Under section 333 of the Act, the bankrupt beneficiary is required to notify the trustee of any post-acquisition property that he has received. The beneficiary must provide such notice within 21 days of becoming aware of the relevant facts in accordance with Rule 10.125 of the Insolvency Rules (England and Wales) 2016 (“IR2016”). This would likely happen within 21 days of the deceased’s death and the beneficiary learning that they have an interest in the estate. If he does not, it is punishable by contempt of court. Property acquired subsequently devolves initially on the beneficiary. However, alternatively, the bankruptcy trustee can take the initiative by serving his own notice on the bankrupt within 42 days of becoming aware of the property after acquisition in accordance with section 307 (1) of the Act, or later, with the court permission. Subsection 307 (3) of the Act confirms that upon service of a notice, the property to which it relates has vested in the trustee as part of the bankrupt’s estate and that the trustee’s title to such property goes back to the earlier date on which the bankrupt acquired the interest (or the property vested in the bankrupt), and not to the later date of service of the notice under section 307. If the Trustee serves or intends to do so under Section 307 within the allotted time, the personal representative (PR) will need to determine whether the distribution should be made to the trustee in bankruptcy rather than to the beneficiary.

What can a bankruptcy trustee do if a PR has transferred assets to the bankrupt beneficiary?

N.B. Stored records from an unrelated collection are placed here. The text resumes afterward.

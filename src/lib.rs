#![deny(dead_code)]
#![deny(unused_imports)]

pub mod consensus;
pub mod kernel;
pub mod model;
pub mod oracle;
pub mod rj;
pub mod sampler;
pub mod score;
pub mod types;

pub use consensus::{co_membership, dahl_partition, mode_partition, ConsensusError, DahlConsensus};
pub use kernel::{kernel_weights, KernelError};
pub use model::{GwrModel, ModelSpecError};
pub use oracle::{
    build_partition_ensemble, ClusteringOracle, DroppedDraw, EnsembleConfig, FitFailure,
    GaussianMixtureOracle, OracleError, OracleFit, PartitionEnsemble, SelectionCriterion,
};
pub use rj::RjConfig;
pub use sampler::{
    GibbsMetropolisSampler, McmcConfig, PosteriorDraws, Sampler, SamplerError,
};
pub use score::{rand_index, ScoreError};
pub use types::{
    default_distance_max, DistanceMatrix, DistanceMatrixError, PriorConfig, SpatialUnit,
};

The PRs of an estate have an obligation to ensure that the estate is properly administered and that the assets are distributed to the beneficiaries or legitimate creditors of the deceased’s estate. If they transfer the assets of the estate to a bankrupt beneficiary, they may transfer the assets to the wrong person in violation of their obligations. There is no specific legal protection in the Act for PRs, although there is limited protection for a third party beneficiary of any property acquired afterwards if it is a bona fide purchaser for unannounced value of bankruptcy (see section 307 (4)). If subsection 307 (4) applies, the trustee in bankruptcy is not entitled to any recourse against that third party, whether a notice under section 307 was served before or after the disposition. However, if the defense in subsection 307 (4) does not apply, a trustee in bankruptcy may serve a notice under Rule 10.126 IR2016 on the beneficiary of the estranged property claiming the property for the estate of the bankrupt.

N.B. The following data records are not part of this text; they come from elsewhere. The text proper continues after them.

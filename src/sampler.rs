//! MCMC driver: the sampler contract plus a built-in
//! Metropolis-within-Gibbs implementation.
//!
//! The contract is deliberately small — any engine that can turn the model,
//! a configuration and a seed into ordered draw tensors can stand in for
//! the built-in sampler. The built-in one updates, per iteration:
//!
//! 1. included coefficients `b_ij` by their conjugate univariate normal
//!    full conditionals (excluded coefficients stay frozen);
//! 2. the reversible-jump birth/death pass over inclusion indicators,
//!    then the conjugate Beta update for each `pi_j` (RJ mode only);
//! 3. each observation-level precision `psi_i` (conjugate Gamma);
//! 4. the shared coefficient precision `tau` (conjugate Gamma over the
//!    included coefficients only);
//! 5. the bandwidth `lambda` by reflected random-walk Metropolis on
//!    `(0, d_max)`, recomputing the kernel weights on acceptance.
//!
//! A single chain is inherently sequential; chains are independent and run
//! on the rayon pool. Cancellation is cooperative and only honored between
//! iterations, so no retained draw row is ever half-written.

use crate::kernel::{kernel_weights, KernelError};
use crate::model::{GwrModel, ModelSpecError};
use crate::rj::{self, RjConfig};
use ndarray::{s, Array1, Array2, Array3};
use rand::rngs::StdRng;
use rand::{Rng, SeedableRng};
use rand_distr::{Beta, Distribution, Gamma, StandardNormal};
use rayon::iter::{IntoParallelIterator, ParallelIterator};
use serde::{Deserialize, Serialize};
use std::sync::atomic::{AtomicBool, Ordering};
use thiserror::Error;

fn default_iterations() -> usize {
    2000
}

fn default_burn_in() -> usize {
    1000
}

fn default_thinning() -> usize {
    1
}

fn default_chains() -> usize {
    2
}

fn default_lambda_step() -> f64 {
    0.5
}

/// Run-level MCMC configuration.
#[derive(Debug, Clone, Serialize, Deserialize)]
pub struct McmcConfig {
    /// Total iterations per chain, burn-in included.
    #[serde(default = "default_iterations")]
    pub iterations: usize,
    /// Iterations discarded from the front of each chain.
    #[serde(default = "default_burn_in")]
    pub burn_in: usize,
    /// Keep every `thinning`-th post-burn-in iteration.
    #[serde(default = "default_thinning")]
    pub thinning: usize,
    /// Number of independent chains.
    #[serde(default = "default_chains")]
    pub chains: usize,
    /// Run seed; chain `c` uses `seed + c`.
    #[serde(default)]
    pub seed: u64,
    /// Standard deviation of the bandwidth random-walk proposal.
    #[serde(default = "default_lambda_step")]
    pub lambda_step: f64,
    /// Enables the reversible-jump variable-selection layer.
    #[serde(default)]
    pub rj: Option<RjConfig>,
}

impl Default for McmcConfig {
    fn default() -> Self {
        Self {
            iterations: default_iterations(),
            burn_in: default_burn_in(),
            thinning: default_thinning(),
            chains: default_chains(),
            seed: 0,
            lambda_step: default_lambda_step(),
            rj: None,
        }
    }
}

If the beneficiary puts the property out of the reach of the trustee, the trustee, on behalf of the bankrupt’s creditors, can bring an action for damages against the PRs. When PRs have improperly distributed assets to someone who was or is an undischarged bankrupt, it may be difficult to complete a claim for the recovery of those assets due to the restrictions placed on the prosecution of bankrupts by section 285 of the Act. It would therefore be prudent for PRs to avoid this risk by conducting bankruptcy investigation against all beneficiaries before making any distributions. If a beneficiary went bankrupt before the death of the deceased person, they should also ask to see the section 333 notice informing the bankruptcy trustee of any property acquired after the acquisition, and checking with the trustee of bankruptcy if the trustee has served a notice on the bankrupt under subsection 307 (1) or intends to serve such notice before making any distribution of the estate. If the PR is in any doubt as to who is entitled to the estate assets, advice should be obtained before making any distributions.